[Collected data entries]
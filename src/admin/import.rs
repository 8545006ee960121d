// Bulk import of movie records from a JSON file

use anyhow::{bail, Context, Result};
use serde_json::{Map, Value};
use std::path::Path;

use crate::models::ItemFields;
use crate::store::{CatalogStore, ImportRecord, MAX_BATCH_WRITES};

/// Records per batch, kept under the store's write limit
pub const IMPORT_CHUNK_SIZE: usize = 450;

const _: () = assert!(IMPORT_CHUNK_SIZE <= MAX_BATCH_WRITES);

pub const DEFAULT_IMPORT_FILE: &str = "import_data/complete_movie_data.json";

fn id_value(value: Option<&Value>) -> Option<String> {
    match value? {
        Value::String(s) if !s.trim().is_empty() => Some(s.trim().to_string()),
        Value::Number(n) => Some(n.to_string()),
        _ => None,
    }
}

fn timestamp(doc: &Map<String, Value>, key: &str) -> Option<i64> {
    doc.get(key).and_then(Value::as_i64)
}

/// Build one import record. The id comes from `id_field` when given and
/// present, otherwise from `id`; without either the store assigns one.
fn to_record(mut doc: Map<String, Value>, id_field: Option<&str>) -> Result<ImportRecord> {
    let from_field = id_field.and_then(|field| id_value(doc.get(field)));
    let id = from_field.or_else(|| id_value(doc.get("id")));
    doc.remove("id");

    // Exported data sometimes carries the year as a string
    if let Some(Value::String(year)) = doc.get("year") {
        let year = year.trim().parse::<i64>().map(Value::from).unwrap_or(Value::Null);
        doc.insert("year".to_string(), year);
    }

    let created_at = timestamp(&doc, "createdAt");
    let updated_at = timestamp(&doc, "updatedAt");
    let last_watched_at = timestamp(&doc, "lastWatchedAt");
    let fields: ItemFields = serde_json::from_value(Value::Object(doc))?;

    Ok(ImportRecord {
        id,
        fields,
        created_at,
        updated_at,
        last_watched_at,
    })
}

/// A record that could not be imported, by its position in the file.
#[derive(Debug, Clone, PartialEq)]
pub struct RejectedRecord {
    pub index: usize,
    pub reason: String,
}

/// Parsed import file: the records to write and the ones left out.
#[derive(Debug, Default)]
pub struct ImportBatch {
    pub records: Vec<ImportRecord>,
    pub rejected: Vec<RejectedRecord>,
}

/// Normalize parsed JSON into import records. An array holds records; an
/// object maps ids to records. Invalid records are collected in
/// `rejected` and the rest are still imported.
pub fn parse_records(data: Value, id_field: Option<&str>) -> Result<ImportBatch> {
    let docs: Vec<Option<Map<String, Value>>> = match data {
        Value::Array(items) => items
            .into_iter()
            .map(|item| match item {
                Value::Object(doc) => Some(doc),
                _ => None,
            })
            .collect(),
        Value::Object(map) => map
            .into_iter()
            .map(|(id, doc)| match doc {
                Value::Object(mut doc) => {
                    doc.insert("id".to_string(), Value::String(id));
                    Some(doc)
                }
                _ => None,
            })
            .collect(),
        _ => bail!("Unsupported JSON shape. Provide an array or an object map."),
    };

    let mut batch = ImportBatch::default();
    for (index, doc) in docs.into_iter().enumerate() {
        let parsed = match doc {
            Some(doc) => to_record(doc, id_field).map_err(|e| e.to_string()),
            None => Err("record is not an object".to_string()),
        };
        match parsed {
            Ok(record) => batch.records.push(record),
            Err(reason) => {
                tracing::warn!("Skipping invalid record at index {}: {}", index, reason);
                batch.rejected.push(RejectedRecord { index, reason });
            }
        }
    }
    Ok(batch)
}

pub fn read_records(path: &Path, id_field: Option<&str>) -> Result<ImportBatch> {
    let raw = std::fs::read_to_string(path)
        .with_context(|| format!("File not found: {}", path.display()))?;
    let data: Value = serde_json::from_str(&raw).context("Failed to parse JSON")?;
    parse_records(data, id_field)
}

/// Merge-write all valid records, one atomic batch per chunk. Returns the
/// number of records written.
pub async fn run(store: &dyn CatalogStore, batch: &ImportBatch) -> Result<usize> {
    let records = &batch.records;
    let skipped = batch.rejected.len();

    if records.is_empty() {
        println!("No records to import ({} skipped).", skipped);
        return Ok(0);
    }

    println!(
        "Importing {} documents into collection '{}'",
        records.len(),
        store.collection()
    );

    let mut written = 0;
    for chunk in records.chunks(IMPORT_CHUNK_SIZE) {
        written += store
            .write_batch(chunk)
            .await
            .with_context(|| format!("Batch failed after {} committed records", written))?;
        if skipped > 0 {
            println!("Committed {}/{} ({} skipped)", written, records.len(), skipped);
        } else {
            println!("Committed {}/{}", written, records.len());
        }
    }

    println!("Import complete");
    Ok(written)
}
// Typed HTTP client for the catalog API, plus the browsing, background
// loading and weekly-picks logic that sits on top of it.

use futures::stream::{self, Stream, StreamExt};
use reqwest::{Client, Response, StatusCode};
use serde::de::DeserializeOwned;
use serde::Serialize;
use serde_json::{json, Value};
use std::time::Duration;
use thiserror::Error;

use crate::models::{CatalogItem, ItemFields, WeeklyPick, WeeklyPicksDoc};

pub mod browse;
pub mod loader;
pub mod weekly;

#[derive(Debug, Error)]
pub enum ClientError {
    /// Non-success status; `message` is the body's `error` field when present
    #[error("HTTP {status}: {message}")]
    Http { status: StatusCode, message: String },
    #[error("request failed: {0}")]
    Transport(#[from] reqwest::Error),
    #[error("invalid response body: {0}")]
    Decode(#[from] serde_json::Error),
    #[error("event stream error: {0}")]
    Stream(String),
}

impl ClientError {
    pub fn is_not_found(&self) -> bool {
        matches!(self, ClientError::Http { status, .. } if *status == StatusCode::NOT_FOUND)
    }
}

pub type ClientResult<T> = Result<T, ClientError>;

/// Parameters of a `listItems` call. `None` leaves the server default.
#[derive(Debug, Clone, Default, PartialEq, Serialize)]
pub struct ListParams {
    #[serde(skip_serializing_if = "Option::is_none")]
    pub limit: Option<usize>,
    #[serde(skip_serializing_if = "Option::is_none")]
    pub genre: Option<String>,
    #[serde(skip_serializing_if = "Option::is_none")]
    pub sort: Option<String>,
    #[serde(skip_serializing_if = "Option::is_none")]
    pub dir: Option<String>,
    #[serde(rename = "startAfter", skip_serializing_if = "Option::is_none")]
    pub start_after: Option<String>,
}

#[derive(Debug, Clone)]
pub struct CatalogClient {
    client: Client,
    base_url: String,
}

impl CatalogClient {
    pub fn new(base_url: impl Into<String>, timeout: Duration) -> anyhow::Result<Self> {
        let client = Client::builder().timeout(timeout).build()?;
        Ok(Self {
            client,
            base_url: base_url.into().trim_end_matches('/').to_string(),
        })
    }

    /// Client for streaming endpoints: no overall timeout, only on connect.
    fn streaming(&self) -> ClientResult<Client> {
        Ok(Client::builder()
            .connect_timeout(Duration::from_secs(10))
            .build()?)
    }

    pub fn base_url(&self) -> &str {
        &self.base_url
    }

    fn url(&self, endpoint: &str) -> String {
        format!("{}/{}", self.base_url, endpoint)
    }

    async fn decode<T: DeserializeOwned>(response: Response) -> ClientResult<T> {
        let status = response.status();
        let bytes = response.bytes().await?;

        if !status.is_success() {
            let message = serde_json::from_slice::<Value>(&bytes)
                .ok()
                .and_then(|v| v.get("error").and_then(Value::as_str).map(str::to_string))
                .unwrap_or_else(|| String::from_utf8_lossy(&bytes).into_owned());
            return Err(ClientError::Http { status, message });
        }

        Ok(serde_json::from_slice(&bytes)?)
    }

    async fn get<T: DeserializeOwned, Q: Serialize + ?Sized>(
        &self,
        endpoint: &str,
        query: &Q,
    ) -> ClientResult<T> {
        let response = self.client.get(self.url(endpoint)).query(query).send().await?;
        Self::decode(response).await
    }

    async fn post<T: DeserializeOwned>(&self, endpoint: &str, body: &Value) -> ClientResult<T> {
        let response = self.client.post(self.url(endpoint)).json(body).send().await?;
        Self::decode(response).await
    }

    pub async fn list_items(&self, params: &ListParams) -> ClientResult<Vec<CatalogItem>> {
        self.get("listItems", params).await
    }

    /// `None` when the item does not exist.
    pub async fn get_item(&self, id: &str) -> ClientResult<Option<CatalogItem>> {
        match self.get("getItem", &[("id", id)]).await {
            Ok(item) => Ok(Some(item)),
            Err(e) if e.is_not_found() => Ok(None),
            Err(e) => Err(e),
        }
    }

    pub async fn create_item(&self, fields: &ItemFields) -> ClientResult<CatalogItem> {
        self.post("createItem", &serde_json::to_value(fields)?).await
    }

    pub async fn update_item(&self, id: &str, patch: &ItemFields) -> ClientResult<CatalogItem> {
        let mut body = serde_json::to_value(patch)?;
        body["id"] = json!(id);
        let response = self
            .client
            .patch(self.url("updateItem"))
            .json(&body)
            .send()
            .await?;
        Self::decode(response).await
    }

    pub async fn delete_item(&self, id: &str) -> ClientResult<()> {
        let response = self
            .client
            .delete(self.url("deleteItem"))
            .query(&[("id", id)])
            .send()
            .await?;
        Self::decode::<Value>(response).await.map(|_| ())
    }

    pub async fn mark_watched(&self, id: &str) -> ClientResult<CatalogItem> {
        self.post("markWatched", &json!({ "id": id })).await
    }

    pub async fn random_items(&self, count: usize) -> ClientResult<Vec<CatalogItem>> {
        self.post("randomItems", &json!({ "count": count })).await
    }

    pub async fn weekly_picks(&self) -> ClientResult<Option<WeeklyPicksDoc>> {
        let no_query: [(&str, &str); 0] = [];
        self.get("getWeeklyPicks", &no_query).await
    }

    pub async fn save_weekly_picks(&self, picks: &[WeeklyPick]) -> ClientResult<WeeklyPicksDoc> {
        self.post("saveWeeklyPicks", &json!({ "picks": picks })).await
    }

    /// TMDB lookup through the API; `None` when nothing matched.
    pub async fn find_movie(&self, title: &str, year: Option<i32>) -> ClientResult<Option<ItemFields>> {
        let year = year.map(|y| y.to_string());
        let mut query = vec![("title", title)];
        if let Some(year) = year.as_deref() {
            query.push(("year", year));
        }

        match self.get("findMovie", &query).await {
            Ok(fields) => Ok(Some(fields)),
            Err(e) if e.is_not_found() => Ok(None),
            Err(e) => Err(e),
        }
    }

    /// LLM lookup; either normalized fields or `{"raw": ...}`.
    pub async fn ai_find_movie(&self, title: &str, year: Option<i32>) -> ClientResult<Value> {
        self.post("aiFindMovie", &json!({ "title": title, "year": year }))
            .await
    }

    /// Subscribe to `watchItems`. Yields the full item list on connect and
    /// after every change.
    pub async fn watch_items(
        &self,
    ) -> ClientResult<impl Stream<Item = ClientResult<Vec<CatalogItem>>>> {
        let response = self.streaming()?.get(self.url("watchItems")).send().await?;
        let status = response.status();
        if !status.is_success() {
            let message = response.text().await.unwrap_or_default();
            return Err(ClientError::Http { status, message });
        }

        let bytes = response.bytes_stream().boxed();
        let parser = SseParser::default();

        Ok(stream::unfold(
            (bytes, parser),
            |(mut bytes, mut parser)| async move {
                loop {
                    if let Some(event) = parser.next_event() {
                        let item = event.into_snapshot();
                        return Some((item, (bytes, parser)));
                    }
                    match bytes.next().await {
                        Some(Ok(chunk)) => parser.push(&chunk),
                        Some(Err(e)) => return Some((Err(e.into()), (bytes, parser))),
                        None => return None,
                    }
                }
            },
        ))
    }
}

/// One dispatched server-sent event.
#[derive(Debug, Clone, PartialEq)]
struct SseEvent {
    event: String,
    data: String,
}

impl SseEvent {
    fn into_snapshot(self) -> ClientResult<Vec<CatalogItem>> {
        match self.event.as_str() {
            "snapshot" => Ok(serde_json::from_str(&self.data)?),
            _ => Err(ClientError::Stream(self.data)),
        }
    }
}

/// Incremental `text/event-stream` parser. Comment lines (keep-alives) are
/// skipped and events without data are not dispatched.
#[derive(Debug, Default)]
struct SseParser {
    buffer: Vec<u8>,
    event: Option<String>,
    data: Vec<String>,
}

impl SseParser {
    fn push(&mut self, chunk: &[u8]) {
        self.buffer.extend_from_slice(chunk);
    }

    fn next_event(&mut self) -> Option<SseEvent> {
        while let Some(end) = self.buffer.iter().position(|b| *b == b'\n') {
            let raw: Vec<u8> = self.buffer.drain(..=end).collect();
            let line = String::from_utf8_lossy(&raw);
            let line = line.trim_end_matches(['\n', '\r']);

            if line.is_empty() {
                if self.data.is_empty() {
                    self.event = None;
                    continue;
                }
                return Some(SseEvent {
                    event: self.event.take().unwrap_or_else(|| "message".to_string()),
                    data: std::mem::take(&mut self.data).join("\n"),
                });
            }
            if line.starts_with(':') {
                continue;
            }

            let (field, value) = match line.split_once(':') {
                Some((field, value)) => (field, value.strip_prefix(' ').unwrap_or(value)),
                None => (line, ""),
            };
            match field {
                "event" => self.event = Some(value.to_string()),
                "data" => self.data.push(value.to_string()),
                _ => {}
            }
        }
        None
    }
}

# What the exercise asks
Copy out the lines of the data where the string "store" occurs.

# Problem solution
use crate::store::{CatalogStore, ImportRecord, MAX_BATCH_WRITES};
/// Records per batch, kept under the store's write limit
/// present, otherwise from `id`; without either the store assigns one.
pub async fn run(store: &dyn CatalogStore, batch: &ImportBatch) -> Result<usize> {
        store.collection()
        written += store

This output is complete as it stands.